[Work instructions]:
Find out how many lines in the records have the string "derive" in them, and state only that number.

[Saved entries]:
+++
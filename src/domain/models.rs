use serde::{Deserialize, Serialize};

/// Terminal result of one vendor operation.
#[derive(Debug, Clone, Copy, PartialEq, Eq)]
pub enum OpResult {
    Success,
    Fail,
}

impl OpResult {
    pub fn from_status(ok: bool) -> Self {
        if ok {
            OpResult::Success
        } else {
            OpResult::Fail
        }
    }

    pub fn is_success(&self) -> bool {
        matches!(self, OpResult::Success)
    }
}

/// Outcomes reported to the caller, one per operation invocation.
#[derive(Debug, Clone, Copy, PartialEq, Eq)]
pub enum VendorEvent {
    FirmwareConfigured(OpResult),
    LpmSet(OpResult),
    ScoConfigured(OpResult),
}

/// Which sub-machine a transmitted command's completion belongs to.
#[derive(Debug, Clone, Copy, PartialEq, Eq, Hash)]
pub enum CompletionTarget {
    FirmwareConfig,
    Lpm,
    Sco,
    RfKill,
}

/// Physical HCI transport to the controller.
#[derive(Debug, Clone, Copy, PartialEq, Eq, Default, Serialize, Deserialize)]
#[serde(rename_all = "lowercase")]
pub enum HciTransport {
    #[default]
    Uart,
    Usb,
}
+++
[Response to this task]:
4